2 つの非疎行列A
とがある場合、 の要素のサブセットのみが必要な場合にB
効率的に計算する方法はありますか? ここで指定されている CSC 形式で格納されている必要なインデックスがあります。C=A.T.dot(B)
C
C
3 に答える
Cのどの部分が必要で、これらの部分の一部が連続した長方形の領域*であるかを事前に知っている場合は、区分行列の乗算(1)またはブロック行列の乗算(2)に関連する行列代数規則を使用して速度を上げることができます。これらの計算のいくつかをアップします。したがって、たとえば、@ GaryBishopと同じ基本ロジックを使用できますが、「i」要素と「j」要素のリストを使用する代わりに、i_start、i_endおよびj_start、j_endの4つのタプルのリスト(または配列)を使用できます。 Cの部分行列を定義する場合は、これらのインデックスを使用して(ただし、これらのリンクでルールが確立されています)、Cの目的のブロックを解く必要があるAとBの部分行列を把握できます。
簡単な例として、Cの中央のブロックのみが必要であるとすると、Cを行ごとにC1、C2、およびC3に分割し、気にするのはC2だけです。A ^ {T}が同様に行A1、A2、A3の3つのセットに分割されている場合、C2 = A2 * Bです。アイデアは任意の形状の長方形に一般化され、計算にはAとBの異なる分割が必要です。考え方は同じです。
- -これは自明なことですが、リージョンが単一の要素よりも大きい場合にのみ時間の節約になります。
Python を使用して座標を反復処理する代わりに (GaryBishop の回答)、numpy にループを実行させることができます。

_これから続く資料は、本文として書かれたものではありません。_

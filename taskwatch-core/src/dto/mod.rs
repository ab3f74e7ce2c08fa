//! Data Transfer Objects
//!
//! Wire representations of what the task-status endpoint returns.

pub mod task;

これにより、大幅なスピードアップが実現します (以下のタイミング)。
def sparse_mult(a, b, coords) :
rows, cols = zip(*coords)
rows, r_idx = np.unique(rows, return_inverse=True)

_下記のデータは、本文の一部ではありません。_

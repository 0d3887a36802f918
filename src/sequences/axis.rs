//! The four line axes through a cell.

use serde::{Deserialize, Serialize};

/// A line direction. Each axis is walked both ways from an anchor.
#[derive(Clone, Copy, Debug, PartialEq, Eq, Hash, Serialize, Deserialize)]
pub enum Axis {
    /// Left to right.
    Horizontal,
    /// Top to bottom.
    Vertical,
    /// Top-left to bottom-right (↘).
    Diagonal,
    /// Top-right to bottom-left; read upward it is ↗.
    AntiDiagonal,
}

impl Axis {
    /// All axes, in detection order.
    pub const ALL: [Axis; 4] = [
        Axis::Horizontal,
        Axis::Vertical,
        Axis::Diagonal,
        Axis::AntiDiagonal,
    ];

    /// Positive step as (row delta, col delta).
    #[must_use]
    pub const fn delta(self) -> (isize, isize) {
        match self {
            Axis::Horizontal => (0, 1),
            Axis::Vertical => (1, 0),
            Axis::Diagonal => (1, 1),
            Axis::AntiDiagonal => (1, -1),
        }
    }
}

impl std::fmt::Display for Axis {
    fn fmt(&self, f: &mut std::fmt::Formatter<'_>) -> std::fmt::Result {
        let name = match self {
            Axis::Horizontal => "horizontal",
            Axis::Vertical => "vertical",
            Axis::Diagonal => "diagonal",
            Axis::AntiDiagonal => "anti-diagonal",
        };
        f.write_str(name)
    }
}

cols, c_idx = np.unique(cols, return_inverse=True)
C = np.dot(a[rows, :], b[:, cols])
return C[r_idx, c_idx]
>>> A = np.arange(12).reshape(3, 4)
>>> B = np.arange(15).reshape(3, 5)
>>> np.dot(A.T, B)
array([[100, 112, 124, 136, 148],
[115, 130, 145, 160, 175],
[130, 148, 166, 184, 202],
[145, 166, 187, 208, 229]])
>>> sparse_mult(A.T, B, [(0, 0), (1, 2), (2, 4), (3, 3)])
array([100, 145, 202, 208])
sparse_mult
タプルのリストとして指定した座標の値の平坦化された配列を返します。私は疎行列形式にあまり詳しくないので、上記のデータから CSC を定義する方法はわかりませんが、次のように動作します。
>>> coords = [(0, 0), (1, 2), (2, 4), (3, 3)]
>>> sparse.coo_matrix((sparse_mult(A.T, B, coords), zip(*coords))).tocsc()
<4x5 sparse matrix of type '<type 'numpy.int32'>'
with 4 stored elements in Compressed Sparse Column format>
これは、さまざまな選択肢のタイミングです。
>>> import timeit
>>> a = np.random.rand(2000, 3000)
>>> b = np.random.rand(3000, 5000)
>>> timeit.timeit('np.dot(a,b)[[0, 0, 1999, 1999], [0, 4999, 0, 4999]]', 'from __main__ import np, a, b', number=1)
5.848562187263569
>>> timeit.timeit('sparse_mult(a, b, [(0, 0), (0, 4999), (1999, 0), (1999, 4999)])', 'from __main__ import np, a, b, sparse_mult', number=1)
0.0018596387374678613
>>> np.dot(a,b)[[0, 0, 1999, 1999], [0, 4999, 0, 4999]]
array([ 758.76351111, 750.32613815, 751.4614542 , 758.8989648 ])
>>> sparse_mult(a, b, [(0, 0), (0, 4999), (1999, 0), (1999, 4999)])
array([ 758.76351111, 750.32613815, 751.4614542 , 758.8989648 ])
CSC ビジネスを無視し、おそらくあなたが求めているよりも簡単な質問に答えています。C インデックス値のタプルのリストを指定して、C の要素のサブセットを計算する方法を次に示します。
C=ATdot(B) を評価しているので、A の列に B の列を掛けています。
for i, j in indexList:
C[i, j] = np.dot(A[:,i], B[:,j])
それはあなたが探しているものではないと思いますが、簡単な答えが質問を明確にするのに役立つ場合があります。